I love my Keefer boy, who worships the ground I walk on, and I would definitely have another after he's gone. For us it just works well to have one of each, especially since the girls have always picked Tom as their special person and Keef picked me. If we had two males they might both bond more strongly to me than to Tom and I know that would be hard for him. It broke his heart when Dena died - she was his baby girl. :wub: I was so glad that Halo picked him too. She loves me and works well for me (I do all the training and we're racing in flyball together), but he's clearly the "one", just like I am for Keefer. It's nice that we each have a dog of our own.

We always had one dog at a time from 1986 (Sneaker) to 2000 (Cassidy), and then for the first year that we had Dena, who we got in November 2004. Since getting Keefer in October 2005 we've had two dogs at a time, and are fortunate that they have always gotten along well.


----------



## JeanKBBMMMAAN (May 11, 2005)

I have multiple dogs, multiple females and only 1 is a GSD (she is a female). I think it would be easier, in general, with GSDs in a group, as my mixes are much less biddable than my GSD is. UNLESS, I had a Queen Bee GSD - I think they are insufferable. Would not want! 

But, to add a female with another female, I would want both girls over 3, or a 3 or older year old female and a complimentary in temperament female puppy. When they hit 3, they come into their own. And mature adult females together may be less tolerant of each other than silly teen females together. 

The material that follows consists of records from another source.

//! Configuration types shared across the manager and connectors.

use std::time::Duration;

use serde::{Deserialize, Serialize};

/// Per-adapter response cache settings.
#[derive(Debug, Clone, Serialize, Deserialize, PartialEq, Eq)]
pub struct CacheConfig {
    /// How long a cached series stays valid. Zero disables caching.
    pub ttl: Duration,
    /// Maximum number of cached series per adapter.
    pub max_entries: u64,
}

impl CacheConfig {
    /// Default time-to-live for cached series (five minutes).
    pub const DEFAULT_TTL: Duration = Duration::from_millis(300_000);

    /// Cache settings with caching turned off.
    #[must_use]
    pub const fn disabled() -> Self {
        Self {
            ttl: Duration::ZERO,
            max_entries: 0,
        }
    }

    /// Replace the time-to-live.
    #[must_use]
    pub const fn with_ttl(mut self, ttl: Duration) -> Self {
        self.ttl = ttl;
        self
    }

    /// True when entries can actually be stored.
    #[must_use]
    pub fn is_enabled(&self) -> bool {
        !self.ttl.is_zero() && self.max_entries > 0
    }
}

impl Default for CacheConfig {
    fn default() -> Self {
        Self {
            ttl: Self::DEFAULT_TTL,
            max_entries: 1024,
        }
    }
}

/// Settings for adapters whose upstream caps the number of records per call.
#[derive(Debug, Clone, Copy, Serialize, Deserialize, PartialEq, Eq)]
pub struct PaginationConfig {
    /// Maximum records returned by one upstream call.
    pub page_size: usize,
}

impl PaginationConfig {
    /// Upstream page size used by date-windowed exchange APIs.
    pub const DEFAULT_PAGE_SIZE: usize = 500;
}

impl Default for PaginationConfig {
    fn default() -> Self {
        Self {
            page_size: Self::DEFAULT_PAGE_SIZE,
        }
    }
}

/// Maximum tolerated age of the newest candle, in days, per timeframe granularity.
#[derive(Debug, Clone, Copy, Serialize, Deserialize, PartialEq)]
pub struct FreshnessPolicy {
    /// Sub-hour timeframes.
    pub minute_max_days: f64,
    /// Hourly timeframes below one day.
    pub hour_max_days: f64,
    /// Daily timeframe.
    pub daily_max_days: f64,
    /// Weekly, monthly and anything else.
    pub other_max_days: f64,
}

impl Default for FreshnessPolicy {
    fn default() -> Self {
        Self {
            minute_max_days: 1.0,
            hour_max_days: 2.0,
            daily_max_days: 7.0,
            other_max_days: 30.0,
        }
    }
}

/// Bundle of every tunable used by a candela deployment.
#[derive(Debug, Clone, Default, Serialize, Deserialize, PartialEq)]
pub struct CandelaConfig {
    /// Adapter cache settings.
    pub cache: CacheConfig,
    /// Page sizing for paginating adapters.
    pub pagination: PaginationConfig,
    /// Freshness thresholds applied by the manager.
    pub freshness: FreshnessPolicy,
}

I have a high energy mix foster who is a year old now. She can be a bossy pants with other females - as a youngster. My girls easily put her in her place. Now. There is no way I would place her with another female, because when she hits three, she would (if not already) totally challenge that girl. I finally had to add it to her write up, and people still don't understand. 

But the important thing when adding dogs is to make sure that the temperaments and behaviors click. I have a cohesive pack because any time a dog was added, it was a dog that the pack adopted first, before I did. Good thing because the unadoptables that I have would have been in a lot of trouble otherwise! To do that, it helps to have the current dog be an adult dog so you really know* how they will react down the road, instead of hoping. 

*As much as you ever will. Behavior predicts behavior but...some of it is a definite crapshoot!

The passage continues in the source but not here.